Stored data
Content starts
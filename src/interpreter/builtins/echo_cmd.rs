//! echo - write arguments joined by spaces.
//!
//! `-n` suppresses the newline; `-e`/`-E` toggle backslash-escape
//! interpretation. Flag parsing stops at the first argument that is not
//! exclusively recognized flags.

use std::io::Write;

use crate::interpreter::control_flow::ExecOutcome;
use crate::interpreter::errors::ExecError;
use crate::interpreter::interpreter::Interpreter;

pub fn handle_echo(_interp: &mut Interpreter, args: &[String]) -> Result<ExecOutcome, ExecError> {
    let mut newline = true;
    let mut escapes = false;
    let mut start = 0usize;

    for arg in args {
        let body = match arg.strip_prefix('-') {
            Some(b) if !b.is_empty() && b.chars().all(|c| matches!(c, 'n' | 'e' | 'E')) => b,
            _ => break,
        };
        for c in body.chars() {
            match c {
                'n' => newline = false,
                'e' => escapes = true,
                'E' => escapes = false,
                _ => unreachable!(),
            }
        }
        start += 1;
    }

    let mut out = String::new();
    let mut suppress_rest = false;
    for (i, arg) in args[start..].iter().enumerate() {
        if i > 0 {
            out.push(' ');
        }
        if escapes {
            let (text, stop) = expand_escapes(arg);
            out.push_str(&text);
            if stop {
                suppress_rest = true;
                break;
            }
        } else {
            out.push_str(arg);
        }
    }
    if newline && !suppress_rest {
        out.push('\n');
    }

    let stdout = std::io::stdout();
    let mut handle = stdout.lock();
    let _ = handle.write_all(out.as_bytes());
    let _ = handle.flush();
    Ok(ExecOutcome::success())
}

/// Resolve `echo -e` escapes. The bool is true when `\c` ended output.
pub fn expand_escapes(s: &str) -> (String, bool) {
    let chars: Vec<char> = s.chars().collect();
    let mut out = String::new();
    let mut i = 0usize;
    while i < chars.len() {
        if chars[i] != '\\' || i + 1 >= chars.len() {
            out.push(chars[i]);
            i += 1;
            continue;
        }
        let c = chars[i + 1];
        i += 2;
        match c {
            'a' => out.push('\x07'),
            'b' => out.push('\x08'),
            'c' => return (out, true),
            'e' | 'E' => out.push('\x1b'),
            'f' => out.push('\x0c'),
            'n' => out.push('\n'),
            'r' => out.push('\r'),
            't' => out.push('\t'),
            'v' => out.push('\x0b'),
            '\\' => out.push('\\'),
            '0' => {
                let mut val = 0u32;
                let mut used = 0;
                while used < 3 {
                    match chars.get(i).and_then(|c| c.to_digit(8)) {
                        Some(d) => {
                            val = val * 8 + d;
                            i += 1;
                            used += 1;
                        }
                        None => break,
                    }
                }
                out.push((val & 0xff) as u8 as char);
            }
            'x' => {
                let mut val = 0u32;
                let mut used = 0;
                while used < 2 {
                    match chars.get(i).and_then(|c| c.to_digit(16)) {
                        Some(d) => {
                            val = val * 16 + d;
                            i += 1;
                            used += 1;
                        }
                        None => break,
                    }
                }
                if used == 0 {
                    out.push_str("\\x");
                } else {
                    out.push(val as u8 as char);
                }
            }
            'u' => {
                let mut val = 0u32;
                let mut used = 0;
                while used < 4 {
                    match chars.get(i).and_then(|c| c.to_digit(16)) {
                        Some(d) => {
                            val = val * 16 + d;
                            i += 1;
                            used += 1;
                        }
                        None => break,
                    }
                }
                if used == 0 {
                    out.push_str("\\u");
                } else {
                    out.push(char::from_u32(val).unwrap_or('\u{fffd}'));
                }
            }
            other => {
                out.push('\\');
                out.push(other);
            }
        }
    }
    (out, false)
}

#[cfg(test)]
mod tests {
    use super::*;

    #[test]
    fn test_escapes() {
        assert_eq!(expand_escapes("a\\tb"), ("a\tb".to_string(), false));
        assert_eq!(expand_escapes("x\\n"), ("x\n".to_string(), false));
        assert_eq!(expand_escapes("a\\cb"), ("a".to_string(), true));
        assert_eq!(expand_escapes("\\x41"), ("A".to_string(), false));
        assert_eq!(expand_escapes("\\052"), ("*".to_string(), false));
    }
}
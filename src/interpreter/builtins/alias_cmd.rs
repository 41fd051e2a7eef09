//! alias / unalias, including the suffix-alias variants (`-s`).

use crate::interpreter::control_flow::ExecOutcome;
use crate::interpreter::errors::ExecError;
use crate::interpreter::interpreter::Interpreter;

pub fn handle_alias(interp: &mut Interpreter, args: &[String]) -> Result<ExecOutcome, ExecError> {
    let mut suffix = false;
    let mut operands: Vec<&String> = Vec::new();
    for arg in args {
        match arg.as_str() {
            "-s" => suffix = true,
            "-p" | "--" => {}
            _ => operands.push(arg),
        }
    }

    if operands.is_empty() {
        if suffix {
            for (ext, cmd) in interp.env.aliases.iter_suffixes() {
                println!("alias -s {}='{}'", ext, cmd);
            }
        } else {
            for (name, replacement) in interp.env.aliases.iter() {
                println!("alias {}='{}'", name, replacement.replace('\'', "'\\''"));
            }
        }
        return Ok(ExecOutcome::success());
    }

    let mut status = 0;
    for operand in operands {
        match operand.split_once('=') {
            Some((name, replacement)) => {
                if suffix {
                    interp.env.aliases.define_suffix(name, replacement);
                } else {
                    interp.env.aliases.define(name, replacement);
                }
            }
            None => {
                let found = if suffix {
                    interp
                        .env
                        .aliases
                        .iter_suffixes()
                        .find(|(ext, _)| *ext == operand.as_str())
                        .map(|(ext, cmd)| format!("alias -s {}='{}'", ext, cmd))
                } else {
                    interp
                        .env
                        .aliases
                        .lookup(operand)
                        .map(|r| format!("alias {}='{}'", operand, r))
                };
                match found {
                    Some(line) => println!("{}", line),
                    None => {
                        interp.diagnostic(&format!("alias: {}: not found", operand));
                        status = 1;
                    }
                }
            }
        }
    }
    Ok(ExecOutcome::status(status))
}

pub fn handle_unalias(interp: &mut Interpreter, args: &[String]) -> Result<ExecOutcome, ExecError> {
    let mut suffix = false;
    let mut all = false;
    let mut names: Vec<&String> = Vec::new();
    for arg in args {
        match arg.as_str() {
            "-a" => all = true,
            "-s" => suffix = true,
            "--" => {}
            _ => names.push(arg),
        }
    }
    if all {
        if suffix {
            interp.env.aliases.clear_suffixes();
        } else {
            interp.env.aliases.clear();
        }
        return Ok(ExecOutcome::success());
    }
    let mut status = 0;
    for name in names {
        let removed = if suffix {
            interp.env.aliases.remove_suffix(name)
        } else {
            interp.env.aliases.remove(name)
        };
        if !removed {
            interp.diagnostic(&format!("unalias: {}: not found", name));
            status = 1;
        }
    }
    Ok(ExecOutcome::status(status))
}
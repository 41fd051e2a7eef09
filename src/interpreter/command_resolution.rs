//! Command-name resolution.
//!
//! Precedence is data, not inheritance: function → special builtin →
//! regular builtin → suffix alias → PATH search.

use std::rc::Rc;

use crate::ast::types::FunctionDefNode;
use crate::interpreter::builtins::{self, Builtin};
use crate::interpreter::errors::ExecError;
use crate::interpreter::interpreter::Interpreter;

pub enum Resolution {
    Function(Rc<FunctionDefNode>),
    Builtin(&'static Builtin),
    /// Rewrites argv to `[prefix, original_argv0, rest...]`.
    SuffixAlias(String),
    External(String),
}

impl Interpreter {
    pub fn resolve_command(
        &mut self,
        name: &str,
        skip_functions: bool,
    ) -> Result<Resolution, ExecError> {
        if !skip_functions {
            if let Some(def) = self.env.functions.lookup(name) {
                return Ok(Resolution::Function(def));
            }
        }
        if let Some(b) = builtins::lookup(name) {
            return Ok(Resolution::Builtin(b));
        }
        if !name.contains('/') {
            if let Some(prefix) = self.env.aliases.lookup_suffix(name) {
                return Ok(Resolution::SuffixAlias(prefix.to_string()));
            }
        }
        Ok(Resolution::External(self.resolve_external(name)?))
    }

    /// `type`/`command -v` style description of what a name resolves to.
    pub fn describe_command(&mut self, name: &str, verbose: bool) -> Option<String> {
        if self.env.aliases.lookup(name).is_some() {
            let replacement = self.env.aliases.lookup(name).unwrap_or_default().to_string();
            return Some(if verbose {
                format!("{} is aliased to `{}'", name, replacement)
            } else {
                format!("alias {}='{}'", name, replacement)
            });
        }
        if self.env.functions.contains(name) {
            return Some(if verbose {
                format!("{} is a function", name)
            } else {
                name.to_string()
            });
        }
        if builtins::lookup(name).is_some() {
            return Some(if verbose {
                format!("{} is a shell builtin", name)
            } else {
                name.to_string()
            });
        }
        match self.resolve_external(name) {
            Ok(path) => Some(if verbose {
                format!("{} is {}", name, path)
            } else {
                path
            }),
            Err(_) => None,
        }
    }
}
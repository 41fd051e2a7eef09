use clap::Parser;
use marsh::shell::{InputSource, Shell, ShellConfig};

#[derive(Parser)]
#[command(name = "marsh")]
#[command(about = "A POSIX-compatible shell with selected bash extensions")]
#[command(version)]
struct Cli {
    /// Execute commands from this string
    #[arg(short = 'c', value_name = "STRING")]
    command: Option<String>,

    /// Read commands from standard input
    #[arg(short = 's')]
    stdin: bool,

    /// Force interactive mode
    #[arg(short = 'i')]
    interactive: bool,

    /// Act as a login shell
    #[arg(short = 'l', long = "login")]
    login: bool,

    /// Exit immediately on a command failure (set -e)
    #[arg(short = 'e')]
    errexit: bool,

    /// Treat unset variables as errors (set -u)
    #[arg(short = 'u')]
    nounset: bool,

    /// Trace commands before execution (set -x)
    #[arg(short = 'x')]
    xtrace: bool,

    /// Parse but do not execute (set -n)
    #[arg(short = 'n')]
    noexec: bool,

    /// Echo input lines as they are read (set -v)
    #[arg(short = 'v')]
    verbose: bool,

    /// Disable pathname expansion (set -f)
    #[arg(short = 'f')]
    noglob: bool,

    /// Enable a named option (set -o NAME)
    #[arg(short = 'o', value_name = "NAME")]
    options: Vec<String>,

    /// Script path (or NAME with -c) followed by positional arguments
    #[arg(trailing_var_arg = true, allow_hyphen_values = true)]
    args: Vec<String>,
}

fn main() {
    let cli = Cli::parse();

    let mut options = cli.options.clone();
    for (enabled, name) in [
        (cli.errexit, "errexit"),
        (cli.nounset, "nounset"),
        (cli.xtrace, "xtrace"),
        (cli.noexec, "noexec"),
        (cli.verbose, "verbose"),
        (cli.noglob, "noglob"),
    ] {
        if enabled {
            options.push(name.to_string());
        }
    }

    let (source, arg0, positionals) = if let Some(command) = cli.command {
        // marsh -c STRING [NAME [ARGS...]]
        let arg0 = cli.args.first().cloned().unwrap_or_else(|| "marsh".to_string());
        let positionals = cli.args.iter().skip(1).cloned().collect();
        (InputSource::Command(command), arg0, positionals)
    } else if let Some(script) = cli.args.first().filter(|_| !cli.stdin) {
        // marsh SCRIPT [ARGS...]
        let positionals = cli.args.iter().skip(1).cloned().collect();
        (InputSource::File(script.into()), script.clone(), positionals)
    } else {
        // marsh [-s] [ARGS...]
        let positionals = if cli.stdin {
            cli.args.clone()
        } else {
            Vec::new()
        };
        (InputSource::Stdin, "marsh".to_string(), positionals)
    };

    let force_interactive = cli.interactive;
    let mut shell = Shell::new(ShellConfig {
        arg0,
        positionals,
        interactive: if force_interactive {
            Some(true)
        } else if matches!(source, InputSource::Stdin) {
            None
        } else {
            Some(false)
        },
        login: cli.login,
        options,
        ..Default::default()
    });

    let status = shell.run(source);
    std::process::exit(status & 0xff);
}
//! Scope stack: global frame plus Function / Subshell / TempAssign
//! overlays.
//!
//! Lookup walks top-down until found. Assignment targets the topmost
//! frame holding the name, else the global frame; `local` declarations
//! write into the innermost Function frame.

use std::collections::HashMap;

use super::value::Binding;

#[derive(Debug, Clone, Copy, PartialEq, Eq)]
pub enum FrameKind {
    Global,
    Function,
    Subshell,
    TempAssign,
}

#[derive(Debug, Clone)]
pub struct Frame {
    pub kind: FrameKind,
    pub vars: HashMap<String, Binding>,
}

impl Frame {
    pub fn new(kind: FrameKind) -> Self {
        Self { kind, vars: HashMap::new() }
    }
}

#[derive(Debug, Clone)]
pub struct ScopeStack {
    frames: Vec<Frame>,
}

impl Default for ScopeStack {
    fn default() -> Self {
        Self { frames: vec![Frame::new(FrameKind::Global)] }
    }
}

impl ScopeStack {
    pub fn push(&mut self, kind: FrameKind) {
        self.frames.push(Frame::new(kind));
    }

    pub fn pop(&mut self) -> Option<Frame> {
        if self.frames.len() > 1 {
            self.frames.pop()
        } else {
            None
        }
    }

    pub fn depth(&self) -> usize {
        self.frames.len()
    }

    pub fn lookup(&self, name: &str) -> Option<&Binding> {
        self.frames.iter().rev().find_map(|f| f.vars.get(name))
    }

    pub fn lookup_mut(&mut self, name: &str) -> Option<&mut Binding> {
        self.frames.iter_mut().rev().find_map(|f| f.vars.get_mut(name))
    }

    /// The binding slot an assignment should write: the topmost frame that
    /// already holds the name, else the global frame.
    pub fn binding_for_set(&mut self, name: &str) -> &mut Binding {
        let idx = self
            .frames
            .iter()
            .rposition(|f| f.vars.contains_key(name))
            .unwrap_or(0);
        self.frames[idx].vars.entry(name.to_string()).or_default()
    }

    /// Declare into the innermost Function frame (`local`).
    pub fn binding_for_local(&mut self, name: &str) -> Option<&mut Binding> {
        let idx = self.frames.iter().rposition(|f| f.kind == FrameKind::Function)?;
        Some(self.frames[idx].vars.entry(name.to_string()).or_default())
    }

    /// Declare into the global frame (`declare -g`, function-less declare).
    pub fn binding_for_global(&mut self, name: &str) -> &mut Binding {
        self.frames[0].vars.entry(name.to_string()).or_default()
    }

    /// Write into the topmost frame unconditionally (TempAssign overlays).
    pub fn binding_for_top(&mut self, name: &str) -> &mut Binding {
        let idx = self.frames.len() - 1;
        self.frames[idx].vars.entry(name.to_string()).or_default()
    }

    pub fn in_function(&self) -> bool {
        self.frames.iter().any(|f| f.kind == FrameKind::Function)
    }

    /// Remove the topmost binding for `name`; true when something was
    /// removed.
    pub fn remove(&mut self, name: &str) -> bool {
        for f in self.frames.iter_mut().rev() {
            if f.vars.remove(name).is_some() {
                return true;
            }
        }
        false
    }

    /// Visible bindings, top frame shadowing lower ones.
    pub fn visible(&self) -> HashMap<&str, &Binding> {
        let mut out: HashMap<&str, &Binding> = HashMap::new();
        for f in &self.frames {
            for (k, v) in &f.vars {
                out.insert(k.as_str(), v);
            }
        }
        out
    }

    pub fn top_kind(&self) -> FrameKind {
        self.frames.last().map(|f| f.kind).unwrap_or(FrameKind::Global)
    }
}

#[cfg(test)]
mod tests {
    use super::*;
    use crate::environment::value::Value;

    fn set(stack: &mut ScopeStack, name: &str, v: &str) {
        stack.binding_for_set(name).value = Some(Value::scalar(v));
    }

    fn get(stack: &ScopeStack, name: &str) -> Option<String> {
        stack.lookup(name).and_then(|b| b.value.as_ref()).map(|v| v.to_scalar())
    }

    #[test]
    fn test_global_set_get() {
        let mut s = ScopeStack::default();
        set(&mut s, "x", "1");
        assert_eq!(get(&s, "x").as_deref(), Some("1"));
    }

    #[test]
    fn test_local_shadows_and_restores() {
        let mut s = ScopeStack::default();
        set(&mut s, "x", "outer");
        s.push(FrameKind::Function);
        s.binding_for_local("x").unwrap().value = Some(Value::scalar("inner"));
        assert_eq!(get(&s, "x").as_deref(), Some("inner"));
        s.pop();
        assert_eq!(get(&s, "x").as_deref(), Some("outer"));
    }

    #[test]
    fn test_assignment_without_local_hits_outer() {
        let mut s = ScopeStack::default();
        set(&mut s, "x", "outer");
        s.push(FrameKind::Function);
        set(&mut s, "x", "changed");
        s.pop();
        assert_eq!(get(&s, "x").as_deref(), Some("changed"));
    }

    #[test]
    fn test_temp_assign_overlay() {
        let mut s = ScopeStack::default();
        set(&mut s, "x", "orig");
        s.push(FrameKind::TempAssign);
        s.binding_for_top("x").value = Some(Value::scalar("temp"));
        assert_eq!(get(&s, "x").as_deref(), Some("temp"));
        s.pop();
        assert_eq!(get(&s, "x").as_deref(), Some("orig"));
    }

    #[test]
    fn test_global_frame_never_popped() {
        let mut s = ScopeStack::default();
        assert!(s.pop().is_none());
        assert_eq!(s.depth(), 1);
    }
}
Content ends
## WHAT YOU NEED TO DO
The expected result is a copy of each line in the records where "status" appears.

## OUTPUT OF THE TASK
    let mut status = 0;
                        status = 1;
    Ok(ExecOutcome::status(status))
    let mut status = 0;
            status = 1;
    Ok(ExecOutcome::status(status))
    let status = shell.run(source);
    std::process::exit(status & 0xff);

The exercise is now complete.